§ TASK DESCRIPTION:
For every line in the material, print that line exactly.

§ RECORDS SHOWN:
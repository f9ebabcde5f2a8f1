//! Lineup planner endpoints
//!
//! Each request locks the event's planner session for its whole duration,
//! store call included.

use axum::{
    extract::{Path, State},
    http::StatusCode,
    Json,
};
use chrono::{DateTime, Utc};
use serde::{Deserialize, Serialize};
use serde_json::Value;
use uuid::Uuid;

use lineup_common::db::{Assignment, Stage};

use super::error::{ApiError, ApiResult};
use crate::planner::{DragGesture, DragOutcome, LineupView, SchedulingConflict};
use crate::AppState;

/// Stage creation body for the planner
#[derive(Debug, Deserialize)]
pub struct AddStageRequest {
    pub name: String,
    #[serde(default)]
    pub venue_id: Option<Uuid>,
}

/// Time window body; a missing bound means "unset"
#[derive(Debug, Default, Deserialize)]
pub struct ScheduleRequest {
    #[serde(default)]
    pub start: Option<DateTime<Utc>>,
    #[serde(default)]
    pub end: Option<DateTime<Utc>>,
}

/// Outcome of a drag plus the planner state after it
#[derive(Debug, Serialize)]
pub struct DragResponse {
    pub outcome: DragOutcome,
    pub lineup: LineupView,
}

/// GET /api/events/:event_id/lineup
pub async fn get_lineup(
    State(state): State<AppState>,
    Path(event_id): Path<Uuid>,
) -> ApiResult<Json<LineupView>> {
    let planner = state.sessions.get_or_load(event_id).await?;
    let view = planner.lock().await.view();
    Ok(Json(view))
}

/// POST /api/events/:event_id/lineup/drag
///
/// Malformed gestures (unknown list id, unknown item kind) are rejected
/// with 400 before the planner sees them.
pub async fn drag(
    State(state): State<AppState>,
    Path(event_id): Path<Uuid>,
    Json(payload): Json<Value>,
) -> ApiResult<Json<DragResponse>> {
    let gesture: DragGesture = serde_json::from_value(payload)
        .map_err(|e| ApiError::BadRequest(format!("Invalid drag gesture: {}", e)))?;

    let planner = state.sessions.get_or_load(event_id).await?;
    let mut planner = planner.lock().await;
    let outcome = planner.handle_drag(state.sessions.store(), &gesture).await?;

    Ok(Json(DragResponse { outcome, lineup: planner.view() }))
}

/// POST /api/events/:event_id/lineup/stages
pub async fn add_stage(
    State(state): State<AppState>,
    Path(event_id): Path<Uuid>,
    Json(request): Json<AddStageRequest>,
) -> ApiResult<(StatusCode, Json<Stage>)> {
    let planner = state.sessions.get_or_load(event_id).await?;
    let stage = planner
        .lock()
        .await
        .add_stage(state.sessions.store(), &request.name, request.venue_id)
        .await?;

    Ok((StatusCode::CREATED, Json(stage)))
}

/// DELETE /api/events/:event_id/lineup/stages/:stage_id/assignments/:assignment_id
pub async fn remove_assignment(
    State(state): State<AppState>,
    Path((event_id, stage_id, assignment_id)): Path<(Uuid, Uuid, Uuid)>,
) -> ApiResult<StatusCode> {
    let planner = state.sessions.get_or_load(event_id).await?;
    planner
        .lock()
        .await
        .remove_assignment(state.sessions.store(), stage_id, assignment_id)
        .await?;

    Ok(StatusCode::NO_CONTENT)
}

/// PUT /api/events/:event_id/lineup/assignments/:assignment_id/schedule
pub async fn schedule_assignment(
    State(state): State<AppState>,
    Path((event_id, assignment_id)): Path<(Uuid, Uuid)>,
    Json(request): Json<ScheduleRequest>,
) -> ApiResult<Json<Assignment>> {
    let planner = state.sessions.get_or_load(event_id).await?;
    let updated = planner
        .lock()
        .await
        .schedule_assignment(state.sessions.store(), assignment_id, request.start, request.end)
        .await?;

    Ok(Json(updated))
}

/// POST /api/events/:event_id/lineup/reload
pub async fn reload(
    State(state): State<AppState>,
    Path(event_id): Path<Uuid>,
) -> ApiResult<Json<LineupView>> {
    let planner = state.sessions.reload(event_id).await?;
    let view = planner.lock().await.view();
    Ok(Json(view))
}

/// GET /api/events/:event_id/lineup/conflicts
pub async fn conflicts(
    State(state): State<AppState>,
    Path(event_id): Path<Uuid>,
) -> ApiResult<Json<Vec<SchedulingConflict>>> {
    let planner = state.sessions.get_or_load(event_id).await?;
    let report = planner.lock().await.conflicts();
    Ok(Json(report))
}

/// DELETE /api/events/:event_id/lineup
pub async fn close(
    State(state): State<AppState>,
    Path(event_id): Path<Uuid>,
) -> ApiResult<StatusCode> {
    if state.sessions.close(event_id).await {
        Ok(StatusCode::NO_CONTENT)
    } else {
        Err(ApiError::NotFound(format!("No open lineup for event {}", event_id)))
    }
}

§ FINISHED TASK:
repository f9ebabcde5f2a8f1
//! Lineup planner endpoints
//!
//! Each request locks the event's planner session for its whole duration,
//! store call included.

use axum::{
    extract::{Path, State},
    http::StatusCode,
    Json,
};
use chrono::{DateTime, Utc};
use serde::{Deserialize, Serialize};
use serde_json::Value;
use uuid::Uuid;

use lineup_common::db::{Assignment, Stage};

use super::error::{ApiError, ApiResult};
use crate::planner::{DragGesture, DragOutcome, LineupView, SchedulingConflict};
use crate::AppState;

/// Stage creation body for the planner
#[derive(Debug, Deserialize)]
pub struct AddStageRequest {
    pub name: String,
    #[serde(default)]
    pub venue_id: Option<Uuid>,
}

/// Time window body; a missing bound means "unset"
#[derive(Debug, Default, Deserialize)]
pub struct ScheduleRequest {
    #[serde(default)]
    pub start: Option<DateTime<Utc>>,
    #[serde(default)]
    pub end: Option<DateTime<Utc>>,
}

/// Outcome of a drag plus the planner state after it
#[derive(Debug, Serialize)]
pub struct DragResponse {
    pub outcome: DragOutcome,
    pub lineup: LineupView,
}

/// GET /api/events/:event_id/lineup
pub async fn get_lineup(
    State(state): State<AppState>,
    Path(event_id): Path<Uuid>,
) -> ApiResult<Json<LineupView>> {
    let planner = state.sessions.get_or_load(event_id).await?;
    let view = planner.lock().await.view();
    Ok(Json(view))
}

/// POST /api/events/:event_id/lineup/drag
///
/// Malformed gestures (unknown list id, unknown item kind) are rejected
/// with 400 before the planner sees them.
pub async fn drag(
    State(state): State<AppState>,
    Path(event_id): Path<Uuid>,
    Json(payload): Json<Value>,
) -> ApiResult<Json<DragResponse>> {
    let gesture: DragGesture = serde_json::from_value(payload)
        .map_err(|e| ApiError::BadRequest(format!("Invalid drag gesture: {}", e)))?;

    let planner = state.sessions.get_or_load(event_id).await?;
    let mut planner = planner.lock().await;
    let outcome = planner.handle_drag(state.sessions.store(), &gesture).await?;

    Ok(Json(DragResponse { outcome, lineup: planner.view() }))
}

/// POST /api/events/:event_id/lineup/stages
pub async fn add_stage(
    State(state): State<AppState>,
    Path(event_id): Path<Uuid>,
    Json(request): Json<AddStageRequest>,
) -> ApiResult<(StatusCode, Json<Stage>)> {
    let planner = state.sessions.get_or_load(event_id).await?;
    let stage = planner
        .lock()
        .await
        .add_stage(state.sessions.store(), &request.name, request.venue_id)
        .await?;

    Ok((StatusCode::CREATED, Json(stage)))
}

/// DELETE /api/events/:event_id/lineup/stages/:stage_id/assignments/:assignment_id
pub async fn remove_assignment(
    State(state): State<AppState>,
    Path((event_id, stage_id, assignment_id)): Path<(Uuid, Uuid, Uuid)>,
) -> ApiResult<StatusCode> {
    let planner = state.sessions.get_or_load(event_id).await?;
    planner
        .lock()
        .await
        .remove_assignment(state.sessions.store(), stage_id, assignment_id)
        .await?;

    Ok(StatusCode::NO_CONTENT)
}

/// PUT /api/events/:event_id/lineup/assignments/:assignment_id/schedule
pub async fn schedule_assignment(
    State(state): State<AppState>,
    Path((event_id, assignment_id)): Path<(Uuid, Uuid)>,
    Json(request): Json<ScheduleRequest>,
) -> ApiResult<Json<Assignment>> {
    let planner = state.sessions.get_or_load(event_id).await?;
    let updated = planner
        .lock()
        .await
        .schedule_assignment(state.sessions.store(), assignment_id, request.start, request.end)
        .await?;

    Ok(Json(updated))
}

/// POST /api/events/:event_id/lineup/reload
pub async fn reload(
    State(state): State<AppState>,
    Path(event_id): Path<Uuid>,
) -> ApiResult<Json<LineupView>> {
    let planner = state.sessions.reload(event_id).await?;
    let view = planner.lock().await.view();
    Ok(Json(view))
}

/// GET /api/events/:event_id/lineup/conflicts
pub async fn conflicts(
    State(state): State<AppState>,
    Path(event_id): Path<Uuid>,
) -> ApiResult<Json<Vec<SchedulingConflict>>> {
    let planner = state.sessions.get_or_load(event_id).await?;
    let report = planner.lock().await.conflicts();
    Ok(Json(report))
}

/// DELETE /api/events/:event_id/lineup
pub async fn close(
    State(state): State<AppState>,
    Path(event_id): Path<Uuid>,
) -> ApiResult<StatusCode> {
    if state.sessions.close(event_id).await {
        Ok(StatusCode::NO_CONTENT)
    } else {
        Err(ApiError::NotFound(format!("No open lineup for event {}", event_id)))
    }
}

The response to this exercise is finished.